FHA’s Reduction of Mortgage Insurance Premiums Lowers Mortgage Payments, and Could Boost Home Sales

January 14, 2015 By Mary Catchur

FHA Lowers MIP Rates Which Could Boost Home Sales

On January 9, 2015, the Federal Housing Administration (FHA) officially announced that annual Mortgage Insurance Premium (MIP) rates will soon be reduced for FHA loans with terms greater than 15 years. See the chart below for the affect on future mortgage payments, which could help boost the housing market.

MIP Rate Reduced

Currently, FHA loans with a loan-to-value ratio greater than 95% require that the borrower pay monthly mortgage insurance based on an annual rate of 1.35%. Effective with FHA case numbers ordered on or after January 26, 2015, that rate will be reduced to .85%.

For example, an FHA loan of $150,000 currently has a monthly mortgage insurance premium of $168.75. (($150,000 x 1.35%)/12). With the reduction to .85%, the monthly payment will be reduced to $106.25, a savings of $62.50 monthly.

Rising MIP Rates Previously Made FHA Loans Less Attractive

Over the last 4 years, mortgage insurance premiums have consistently increased from .55% in 2010 to the current rate of 1.35% which went into effect in April 2013. This significant increase over the years has made the FHA program a less attractive and less affordable program for many home buyers.

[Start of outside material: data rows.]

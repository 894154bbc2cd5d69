use crate::types::*;
use serde::{Deserialize, Serialize};
use std::fmt;
use std::str::FromStr;
use thiserror::Error;

/// FEN piece placement of the standard starting position.
pub const START_PLACEMENT: &str = "rnbqkbnr/pppppppp/8/8/8/8/PPPPPPPP/RNBQKBNR";

const BACK_RANK: [PieceKind; 8] = [
    PieceKind::Rook,
    PieceKind::Knight,
    PieceKind::Bishop,
    PieceKind::Queen,
    PieceKind::King,
    PieceKind::Bishop,
    PieceKind::Knight,
    PieceKind::Rook,
];

/// 8x8 grid of optional pieces, indexed `[row][col]`.
#[derive(Clone, Debug, PartialEq, Eq, Hash, Serialize, Deserialize)]
pub struct Board {
    squares: [[Option<Piece>; 8]; 8],
}

#[derive(Debug, Clone, PartialEq, Eq, Error)]
pub enum BoardParseError {
    #[error("expected 8 rows separated by '/', found {0}")]
    RowCount(usize),
    #[error("invalid piece character '{ch}' in row {row}")]
    BadPiece { row: usize, ch: char },
    #[error("row {row} describes {cols} columns, expected 8")]
    RowWidth { row: usize, cols: usize },
}

impl Default for Board {
    fn default() -> Self {
        Self::standard()
    }
}

impl Board {
    pub fn empty() -> Self {
        Board {
            squares: [[None; 8]; 8],
        }
    }

    /// Standard starting position: black on rows 0-1, white on rows 6-7.
    pub fn standard() -> Self {
        let mut b = Board::empty();
        for side in [Side::White, Side::Black] {
            let back = side.back_row() as usize;
            let pawns = side.pawn_row() as usize;
            for (col, &kind) in BACK_RANK.iter().enumerate() {
                b.squares[back][col] = Some(Piece { kind, side });
                b.squares[pawns][col] = Some(Piece {
                    kind: PieceKind::Pawn,
                    side,
                });
            }
        }
        b
    }

    /// Parses a FEN piece-placement field. The first row listed is row 0.
    pub fn from_placement(placement: &str) -> Result<Self, BoardParseError> {
        let rows: Vec<&str> = placement.trim().split('/').collect();
        if rows.len() != 8 {
            return Err(BoardParseError::RowCount(rows.len()));
        }

        let mut board = Board::empty();
        for (row, row_str) in rows.iter().enumerate() {
            let mut col: usize = 0;
            for ch in row_str.chars() {
                if let Some(d) = ch.to_digit(10) {
                    col += d as usize;
                } else {
                    let pc = Piece::from_fen_char(ch).ok_or(BoardParseError::BadPiece { row, ch })?;
                    if col < 8 {
                        board.squares[row][col] = Some(pc);
                    }
                    col += 1;
                }
                if col > 8 {
                    return Err(BoardParseError::RowWidth { row, cols: col });
                }
            }
            if col != 8 {
                return Err(BoardParseError::RowWidth { row, cols: col });
            }
        }
        Ok(board)
    }

    /// Inverse of [`Board::from_placement`].
    pub fn to_placement(&self) -> String {
        let mut out = String::with_capacity(64);
        for (row, cells) in self.squares.iter().enumerate() {
            if row > 0 {
                out.push('/');
            }
            let mut gap = 0;
            for cell in cells {
                match cell {
                    Some(pc) => {
                        if gap > 0 {
                            out.push_str(&gap.to_string());
                            gap = 0;
                        }
                        out.push(pc.fen_char());
                    }
                    None => gap += 1,
                }
            }
            if gap > 0 {
                out.push_str(&gap.to_string());
            }
        }
        out
    }

    /// Piece on `sq`; off-board squares read as empty.
    pub fn piece_at(&self, sq: Square) -> Option<Piece> {
        if !sq.is_on_board() {
            return None;
        }
        self.squares[sq.row as usize][sq.col as usize]
    }

    /// Places (or clears) a square. Off-board squares are ignored.
    pub fn set_piece(&mut self, sq: Square, pc: Option<Piece>) {
        if sq.is_on_board() {
            self.squares[sq.row as usize][sq.col as usize] = pc;
        }
    }

    pub fn is_empty(&self, sq: Square) -> bool {
        self.piece_at(sq).is_none()
    }

    /// Copy of the board with the piece on `from` relocated to `to`,
    /// overwriting whatever stood there.
    pub fn with_move(&self, from: Square, to: Square) -> Board {
        let mut next = self.clone();
        let moved = next.piece_at(from);
        next.set_piece(from, None);
        next.set_piece(to, moved);
        next
    }

    /// First king of `side` in row-major order.
    pub fn king_square(&self, side: Side) -> Option<Square> {
        self.pieces()
            .find(|(_, pc)| pc.side == side && pc.kind == PieceKind::King)
            .map(|(sq, _)| sq)
    }

    /// Occupied squares in row-major order.
    pub fn pieces(&self) -> impl Iterator<Item = (Square, Piece)> + '_ {
        Square::all().filter_map(move |sq| self.piece_at(sq).map(|pc| (sq, pc)))
    }

    pub fn count(&self, side: Side) -> usize {
        self.pieces().filter(|(_, pc)| pc.side == side).count()
    }
}

impl FromStr for Board {
    type Err = BoardParseError;

    fn from_str(s: &str) -> Result<Self, Self::Err> {
        Board::from_placement(s)
    }
}

impl fmt::Display for Board {
    /// Plain grid, row 0 on top, `.` for empty squares.
    fn fmt(&self, f: &mut fmt::Formatter<'_>) -> fmt::Result {
        for cells in &self.squares {
            let line: String = cells
                .iter()
                .map(|c| c.map_or('.', Piece::fen_char))
                .collect();
            writeln!(f, "{line}")?;
        }
        Ok(())
    }
}

#[cfg(test)]
#[path = "board_tests.rs"]
mod board_tests;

In addition to the increasing monthly MIP rates, changes to the rules requiring how long borrowers had to continue to pay those premiums also went into effect in 2013. Under those rules, many borrowers became obligated to pay those premiums over the 30-year life of the loan.

As a result, for borrowers with higher credit scores and low debt to income ratios, it has typically been more advantageous to finance with a conventional Fannie Mae or Freddie Mac loan with private mortgage insurance. Fannie Mae also recently announced a reduction in the required down payment from 5% to 3%, making the conventional loan even more attractive to first-time homebuyers.

Now, FHA Loans More Attractive with Lower MIP

With the new reduced mortgage insurance premiums many borrowers who could not qualify for an FHA loan because of the high mortgage insurance premiums, but didn’t qualify for a conventional loan because of more stringent credit scores and debt to income ratios, may now take a second look at the FHA loan program.

While the new rates are not effective until January 26, 2015, FHA has announced that they will temporarily approve case number cancellation requests for loans in the process that have already had case numbers assigned, but have not yet closed. This will allow borrowers whose loan is in the process to take advantage of the new lower mortgage insurance premium rates.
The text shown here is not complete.